:: EXTRACTED ENTRIES

use crate::connection_search::is_searchable;
use crate::element::PortTemplate;
use crate::surface::{OverlayAnchor, OverlayShape, OverlaySpec, Surface};
use keymove_core::{NodeId, OverlayId, PortId, Rect, Vec2};
use std::collections::HashSet;
use tracing::{debug, warn};

/// Upper bound on rendered highlights per computation.
pub const DEFAULT_HIGHLIGHT_LIMIT: usize = 50;
/// Outline drawn around a previous/next port.
pub const NOTCH_SIZE: Vec2 = Vec2 { x: 24.0, y: 8.0 };
/// Outline drawn around an empty input.
pub const DEFAULT_TAB_SIZE: Vec2 = Vec2 { x: 16.0, y: 24.0 };

/// A port on the moving side: either real, or part of a palette template that
/// has not been materialized yet.
#[derive(Debug, Clone, PartialEq)]
pub enum LocalPort {
    Existing(PortId),
    Template(PortTemplate),
}

/// One legal `{local, neighbour}` pairing. `local` indexes the slice passed to
/// [`ConnectionHighlighter::highlight_valid`].
#[derive(Debug, Clone, Copy, PartialEq)]
pub struct Pairing {
    pub local: usize,
    pub neighbour: PortId,
    pub distance: f32,
}

#[derive(Debug, Clone, PartialEq)]
pub struct Highlight {
    pub neighbour: PortId,
    pub overlay: Option<OverlayId>,
    pub spec: OverlaySpec,
}

type ActivateCallback = Box<dyn FnMut(PortId)>;

/// Keeps one clickable overlay per reachable neighbour port.
///
/// The set is either empty or mirrors the most recent `highlight_valid` call.
/// Overlay failures are logged and skipped; they never interrupt the caller.
pub struct ConnectionHighlighter {
    highlights: Vec<Highlight>,
    limit: usize,
    on_activate: Option<ActivateCallback>,
    /// Whether scroll/pan notifications should re-sync overlays.
    listening: bool,
}

impl Default for ConnectionHighlighter {
    fn default() -> Self {
        Self::new()
    }
}

impl std::fmt::Debug for ConnectionHighlighter {
    fn fmt(&self, f: &mut std::fmt::Formatter<'_>) -> std::fmt::Result {
        f.debug_struct("ConnectionHighlighter")
            .field("highlights", &self.highlights)
            .field("limit", &self.limit)
            .field("listening", &self.listening)
            .finish()
    }
}

impl ConnectionHighlighter {
    pub fn new() -> Self {
        Self::with_limit(DEFAULT_HIGHLIGHT_LIMIT)
    }

    pub fn with_limit(limit: usize) -> Self {
        Self {
            highlights: Vec::new(),
            limit,
            on_activate: None,
            listening: false,
        }
    }

    pub fn limit(&self) -> usize {
        self.limit
    }

    pub fn set_limit(&mut self, limit: usize) {
        self.limit = limit;
    }

    pub fn highlights(&self) -> &[Highlight] {
        &self.highlights
    }

    pub fn len(&self) -> usize {
        self.highlights.len()
    }

    pub fn is_empty(&self) -> bool {
        self.highlights.is_empty()
    }

    pub fn is_listening(&self) -> bool {
        self.listening
    }

    pub fn neighbours(&self) -> Vec<PortId> {
        self.highlights.iter().map(|h| h.neighbour).collect()
    }

    /// Every legal pairing between `locals` and `all_ports`, nearest first.
    ///
    /// Template ports are measured from `origin`, since they have no position
    /// on the surface yet.
    pub fn valid_pairings(
        surface: &dyn Surface,
        moving: Option<NodeId>,
        all_ports: &[PortId],
        locals: &[LocalPort],
        origin: Vec2,
    ) -> Vec<Pairing> {
        let excluded: HashSet<NodeId> = moving
            .map(|m| surface.descendants(m).into_iter().collect())
            .unwrap_or_default();

        let mut pairings = Vec::new();
        for (index, local) in locals.iter().enumerate() {
            for &neighbour in all_ports {
                if !is_searchable(surface, &excluded, neighbour) {
                    continue;
                }
                let Some(to) = surface.port_position(neighbour) else {
                    continue;
                };
                let from = match local {
                    LocalPort::Existing(port) => {
                        if !surface.can_connect(*port, neighbour, false, f32::INFINITY) {
                            continue;
                        }
                        match surface.port_position(*port) {
                            Some(from) => from,
                            None => continue,
                        }
                    }
                    LocalPort::Template(template) => {
                        if !surface.accepts_template(template, neighbour) {
                            continue;
                        }
                        origin
                    }
                };
                pairings.push(Pairing {
                    local: index,
                    neighbour,
                    distance: from.distance(to),
                });
            }
        }
        pairings.sort_by(|a, b| a.distance.total_cmp(&b.distance));
        pairings
    }

    /// Replace the current set with overlays for every legal pairing, capped
    /// at the limit. Returns the number of overlays created.
    pub fn highlight_valid(
        &mut self,
        surface: &mut dyn Surface,
        moving: Option<NodeId>,
        all_ports: &[PortId],
        locals: &[LocalPort],
        origin: Vec2,
        on_activate: impl FnMut(PortId) + 'static,
    ) -> usize {
        self.clear_highlights(surface);

        let mut pairings = Self::valid_pairings(surface, moving, all_ports, locals, origin);
        pairings.truncate(self.limit);

        let mut seen = HashSet::new();
        for pairing in pairings {
            if !seen.insert(pairing.neighbour) {
                continue;
            }
            let Some(spec) = overlay_for(surface, pairing.neighbour) else {
                continue;
            };
            match surface.add_overlay(&spec) {
                Ok(id) => self.highlights.push(Highlight {
                    neighbour: pairing.neighbour,
                    overlay: Some(id),
                    spec,
                }),
                Err(e) => warn!("Failed to add highlight for {}: {}", pairing.neighbour, e),
            }
        }

        self.on_activate = Some(Box::new(on_activate));
        self.listening = true;
        debug!("Highlighted {} connection(s)", self.highlights.len());
        self.highlights.len()
    }

    /// Remove every overlay and stop following surface scrolls. Safe to call
    /// repeatedly.
    pub fn clear_highlights(&mut self, surface: &mut dyn Surface) {
        for highlight in self.highlights.drain(..) {
            if let Some(id) = highlight.overlay
                && let Err(e) = surface.remove_overlay(id)
            {
                warn!("Failed to remove highlight {:?}: {}", id, e);
            }
        }
        self.on_activate = None;
        self.listening = false;
    }

    /// Screen-space rectangle covered by a highlight.
    pub fn screen_rect(surface: &dyn Surface, spec: &OverlaySpec) -> Option<Rect> {
        let min = match spec.anchor {
            OverlayAnchor::Node { node, offset } => surface.element(node)?.position + offset,
            OverlayAnchor::Surface(at) => at,
        };
        let screen_min = surface.to_screen(min);
        Some(Rect::from_pos_size(screen_min, spec.size * surface.scale()))
    }

    /// Hit-test a screen point against the current overlays. When several
    /// overlap, the one with the smallest area wins.
    pub fn find_connection_at_point(&self, surface: &dyn Surface, point: Vec2) -> Option<PortId> {
        let mut best: Option<(PortId, f32)> = None;
        for highlight in &self.highlights {
            let Some(rect) = Self::screen_rect(surface, &highlight.spec) else {
                continue;
            };
            if !rect.contains(point) {
                continue;
            }
            let area = rect.width() * rect.height();
            match &best {
                Some((_, best_area)) if area >= *best_area => {}
                _ => best = Some((highlight.neighbour, area)),
            }
        }
        best.map(|(port, _)| port)
    }

    /// Invoke the activation callback for a highlighted neighbour.
    pub fn activate(&mut self, neighbour: PortId) -> bool {
        if !self.highlights.iter().any(|h| h.neighbour == neighbour) {
            return false;
        }
        match self.on_activate.as_mut() {
            Some(callback) => {
                callback(neighbour);
                true
            }
            None => false,
        }
    }

    /// Hit-test and activate in one step, as a host click handler would.
    pub fn activate_at(&mut self, surface: &dyn Surface, point: Vec2) -> Option<PortId> {
        let neighbour = self.find_connection_at_point(surface, point)?;
        self.activate(neighbour).then_some(neighbour)
    }

    /// Re-sync overlay geometry in place after nodes move or re-render.
    pub fn update_highlights(&mut self, surface: &mut dyn Surface) {
        for highlight in &mut self.highlights {
            let Some(spec) = overlay_for(surface, highlight.neighbour) else {
                continue;
            };
            let Some(id) = highlight.overlay else {
                continue;
            };
            if spec == highlight.spec {
                continue;
            }
            match surface.update_overlay(id, &spec) {
                Ok(()) => highlight.spec = spec,
                Err(e) => warn!("Failed to update highlight {:?}: {}", id, e),
            }
        }
    }

    /// Scroll/pan notification from the host.
    pub fn on_surface_scrolled(&mut self, surface: &mut dyn Surface) {
        if self.listening {
            self.update_highlights(surface);
        }
    }
}

/// Overlay geometry for a neighbour port: a notch for sequential ports, a tab
/// sized to the current occupant for value ports.
pub fn overlay_for(surface: &dyn Surface, neighbour: PortId) -> Option<OverlaySpec> {
    let port = surface.port(neighbour)?;
    if port.kind.is_sequential() {
        return Some(OverlaySpec {
            shape: OverlayShape::Notch,
            anchor: OverlayAnchor::Node {
                node: port.node,
                offset: port.offset - NOTCH_SIZE * 0.5,
            },
            size: NOTCH_SIZE,
            port: Some(neighbour),
        });
    }

    let size = port
        .target
        .and_then(|t| surface.port(t))
        .and_then(|occupant| surface.node_bounds(occupant.node))
        .map(|bounds| bounds.size())
        .unwrap_or(DEFAULT_TAB_SIZE);
    Some(OverlaySpec {
        shape: OverlayShape::Tab,
        anchor: OverlayAnchor::Node {
            node: port.node,
            offset: port.offset - Vec2::new(0.0, size.y * 0.5),
        },
        size,
        port: Some(neighbour),
    })
}


#[cfg(test)]
mod property_tests {
    use super::*;
    use crate::connection_search::all_ports;
    use crate::workspace::Workspace;
    use keymove_core::{PortKind, SurfaceId};
    use proptest::prelude::*;

    proptest! {
        #[test]
        fn highlight_set_is_capped_at_nearest_pairings(
            offsets in prop::collection::vec((0u16..200, 0u16..200), 51..90),
        ) {
            let mut ws = Workspace::new(SurfaceId(1));
            for (i, (x, y)) in offsets.iter().enumerate() {
                ws.add_statement(format!("n{i}"), Vec2::new(*x as f32 * 7.0, *y as f32 * 5.0));
            }
            let moving = ws.add_statement("moving", Vec2::new(300.0, 300.0));
            let local = ws.first_port(moving, PortKind::Previous).unwrap();
            let ports = all_ports(&ws);
            let locals = vec![LocalPort::Existing(local)];

            let pairings =
                ConnectionHighlighter::valid_pairings(&ws, Some(moving), &ports, &locals, Vec2::ZERO);
            prop_assert_eq!(pairings.len(), offsets.len());

            let mut highlighter = ConnectionHighlighter::new();
            let count =
                highlighter.highlight_valid(&mut ws, Some(moving), &ports, &locals, Vec2::ZERO, |_| {});
            prop_assert_eq!(count, DEFAULT_HIGHLIGHT_LIMIT);
            prop_assert_eq!(ws.overlays().len(), DEFAULT_HIGHLIGHT_LIMIT);

            let from = ws.port_position(local).unwrap();
            let chosen: HashSet<PortId> = highlighter.neighbours().into_iter().collect();
            let worst_chosen = chosen
                .iter()
                .map(|p| from.distance(ws.port_position(*p).unwrap()))
                .fold(0.0f32, f32::max);
            for pairing in &pairings {
                if !chosen.contains(&pairing.neighbour) {
                    prop_assert!(pairing.distance >= worst_chosen);
                }
            }
        }
    }
}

::::

* WHAT TO PRODUCE:
Return all lines from the entries that contain the string "ActivateCallback".

* REPLY TO THE TASK:
type ActivateCallback = Box<dyn FnMut(PortId)>;
    on_activate: Option<ActivateCallback>,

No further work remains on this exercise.